REQUIRED ACTION -> Looking at the data below, count the lines that contain the string "every". Write only the total.

Dataset entries ->
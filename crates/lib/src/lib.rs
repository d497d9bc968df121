//! steppack-lib: build and packaging engine for step functions.
//!
//! This crate turns parsed step definitions into deployable zip bundles:
//! - `Builder`: registers steps, dispatches them to per-language backends and
//!   records bundle sizes
//! - `Archiver`: streaming zip writer with size accounting
//! - `validate`: configuration and size checks run after every build
//! - `deps::python`: maps Python distribution names onto site-packages entries

pub mod archive;
pub mod build;
pub mod bundle;
pub mod config;
pub mod consts;
pub mod deps;
pub mod listener;
pub mod manifest;
pub mod scan;
pub mod step;
pub mod templates;
pub mod util;
pub mod validate;
use std::collections::HashMap;

use super::ValidationReport;
use crate::build::Builder;

/// Two API steps may not serve the same method and path. Methods compare
/// case-insensitively; the same path under different methods is fine.
pub fn validate_api_endpoints(builder: &Builder) -> ValidationReport {
  let mut report = ValidationReport::default();
  let mut seen: HashMap<(String, String), &str> = HashMap::new();

  for step in builder.steps().values().filter(|s| s.is_api()) {
    let Some(api) = step.config.api.as_ref() else {
      report.error(&step.entrypoint_path, step.name(), "API step is missing its api configuration");
      continue;
    };

    let method = api.method.to_uppercase();
    let key = (method.clone(), api.path.clone());
    match seen.get(&key) {
      Some(first) => report.error(
        &step.entrypoint_path,
        step.name(),
        format!(
          "Endpoint conflict: {method} {} is defined in both {first} and {}",
          api.path, step.entrypoint_path
        ),
      ),
      None => {
        seen.insert(key, &step.entrypoint_path);
      }
    }
  }

  report
}
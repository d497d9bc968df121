//! Implementation of the `steppack build` command.

use std::time::Instant;

use anyhow::{Context, Result};

use steppack_lib::build::Builder;
use steppack_lib::listener::{BuildListener, NoopListener};

use super::project::{Project, ProjectArgs};
use crate::listener::ConsoleListener;
use crate::output::{
  OutputFormat, format_bytes, format_duration, print_error, print_info, print_json, print_stat, print_success,
};

/// Build every step and router of the project, write the manifest and
/// validate the result. Returns whether the build succeeded.
pub fn cmd_build(args: &ProjectArgs, format: OutputFormat, verbose: bool) -> Result<bool> {
  let project = Project::load(args)?;
  let project_dir = project.config.project_dir.clone();

  let mut builder =
    Builder::with_default_builders(project.config.clone()).context("Failed to initialize language builders")?;
  project.register(&mut builder)?;

  if !format.is_json() {
    print_info(&format!(
      "Building {} step(s) in {}",
      builder.steps().len(),
      project_dir.display()
    ));
  }

  let console = ConsoleListener::new(verbose);
  let listener: &dyn BuildListener = if format.is_json() { &NoopListener } else { &console };

  let started = Instant::now();
  let rt = tokio::runtime::Runtime::new().context("Failed to create async runtime")?;
  let outcome = rt.block_on(builder.build(listener)).context("Build failed")?;

  if format.is_json() {
    print_json(&outcome)?;
    return Ok(outcome.success);
  }

  let total: u64 = builder.step_compressed_sizes().values().sum::<u64>()
    + builder.router_compressed_sizes().values().sum::<u64>();

  println!();
  print_stat("Steps", &builder.step_compressed_sizes().len().to_string());
  print_stat("Routers", &builder.routers().len().to_string());
  print_stat("Total size", &format_bytes(total));
  print_stat("Manifest", &outcome.manifest_path.display().to_string());
  print_stat("Duration", &format_duration(started.elapsed()));
  println!();

  if outcome.success {
    print_success("Build succeeded");
  } else {
    print_error(&format!(
      "Build failed: {} validation error(s), {} failed step(s)",
      outcome.errors.len(),
      outcome.failures.len()
    ));
  }

  Ok(outcome.success)
}
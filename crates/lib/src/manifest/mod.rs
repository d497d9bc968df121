//! Build manifest.
//!
//! After the build phase a manifest describing every bundle that was produced
//! is written next to the bundles, so deployment tooling can pick up paths,
//! sizes and checksums without re-reading the step definitions.

mod types;

pub use types::*;
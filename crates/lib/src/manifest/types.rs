//! Manifest types.
//!
//! The manifest lists built steps, language routers and registered streams.
//! Steps whose build failed have no recorded size and are left out.
//!
//! # Example
//!
//! ```json
//! {
//!   "steps": [
//!     {
//!       "name": "process-order",
//!       "type": "event",
//!       "language": "python",
//!       "entrypointPath": "steps/process.step.py",
//!       "bundlePath": "python/steps/process.step.zip",
//!       "compressedSize": 1234,
//!       "uncompressedSize": 5678,
//!       "sha256": "b94d27b9..."
//!     }
//!   ],
//!   "routers": [],
//!   "streams": []
//! }
//! ```

use std::fs;
use std::path::{Path, PathBuf};

use serde::{Deserialize, Serialize};
use tracing::debug;

use crate::build::{BuildError, Builder, RouteEntry};
use crate::consts::MANIFEST_FILENAME;
use crate::step::{Language, StepType, StreamConfig};
use crate::util::hash::{ContentHash, hash_file};

#[derive(Debug, Clone, PartialEq, Serialize, Deserialize)]
#[serde(rename_all = "camelCase")]
pub struct ManifestStep {
  pub name: String,
  #[serde(rename = "type")]
  pub step_type: StepType,
  pub language: Language,
  pub entrypoint_path: String,
  pub bundle_path: String,
  pub compressed_size: u64,
  pub uncompressed_size: u64,
  pub sha256: ContentHash,
}

#[derive(Debug, Clone, PartialEq, Serialize, Deserialize)]
#[serde(rename_all = "camelCase")]
pub struct ManifestRouter {
  pub language: Language,
  pub bundle_path: String,
  pub entrypoint_path: String,
  pub routes: Vec<RouteEntry>,
  pub compressed_size: u64,
  pub uncompressed_size: u64,
  pub sha256: ContentHash,
}

#[derive(Debug, Default, Clone, PartialEq, Serialize, Deserialize)]
pub struct BuildManifest {
  pub steps: Vec<ManifestStep>,
  pub routers: Vec<ManifestRouter>,
  pub streams: Vec<StreamConfig>,
}

impl BuildManifest {
  /// Collect every bundle recorded by `builder`, hashing each from the dist directory.
  pub fn from_builder(builder: &Builder) -> Result<Self, BuildError> {
    let dist_dir = &builder.config().dist_dir;
    let mut manifest = BuildManifest::default();

    for (path, step) in builder.steps() {
      let (Some(compressed), Some(uncompressed)) = (
        builder.step_compressed_sizes().get(path),
        builder.step_uncompressed_sizes().get(path),
      ) else {
        continue;
      };
      manifest.steps.push(ManifestStep {
        name: step.name().to_string(),
        step_type: step.step_type(),
        language: step.language,
        entrypoint_path: step.entrypoint_path.clone(),
        bundle_path: step.bundle_path.clone(),
        compressed_size: *compressed,
        uncompressed_size: *uncompressed,
        sha256: hash_file(&dist_dir.join(&step.bundle_path))?,
      });
    }

    for (language, router) in builder.routers() {
      manifest.routers.push(ManifestRouter {
        language: *language,
        bundle_path: router.bundle_path.clone(),
        entrypoint_path: router.entrypoint_path.clone(),
        routes: router.routes.clone(),
        compressed_size: router.archive.compressed_size,
        uncompressed_size: router.archive.uncompressed_size,
        sha256: hash_file(&dist_dir.join(&router.bundle_path))?,
      });
    }

    manifest.streams = builder.streams().values().cloned().collect();
    Ok(manifest)
  }

  /// Write the manifest into `dist_dir` atomically. Returns the manifest path.
  pub fn write(&self, dist_dir: &Path) -> Result<PathBuf, BuildError> {
    fs::create_dir_all(dist_dir)?;
    let path = dist_dir.join(MANIFEST_FILENAME);
    let temp_path = dist_dir.join(format!("{MANIFEST_FILENAME}.tmp"));

    let content = serde_json::to_string_pretty(self)?;
    fs::write(&temp_path, content)?;
    fs::rename(&temp_path, &path)?;

    debug!(path = %path.display(), steps = self.steps.len(), routers = self.routers.len(), "manifest written");
    Ok(path)
  }

  pub fn load(path: &Path) -> Result<Self, BuildError> {
    let content = fs::read_to_string(path)?;
    Ok(serde_json::from_str(&content)?)
  }
}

RESPONSE -> 4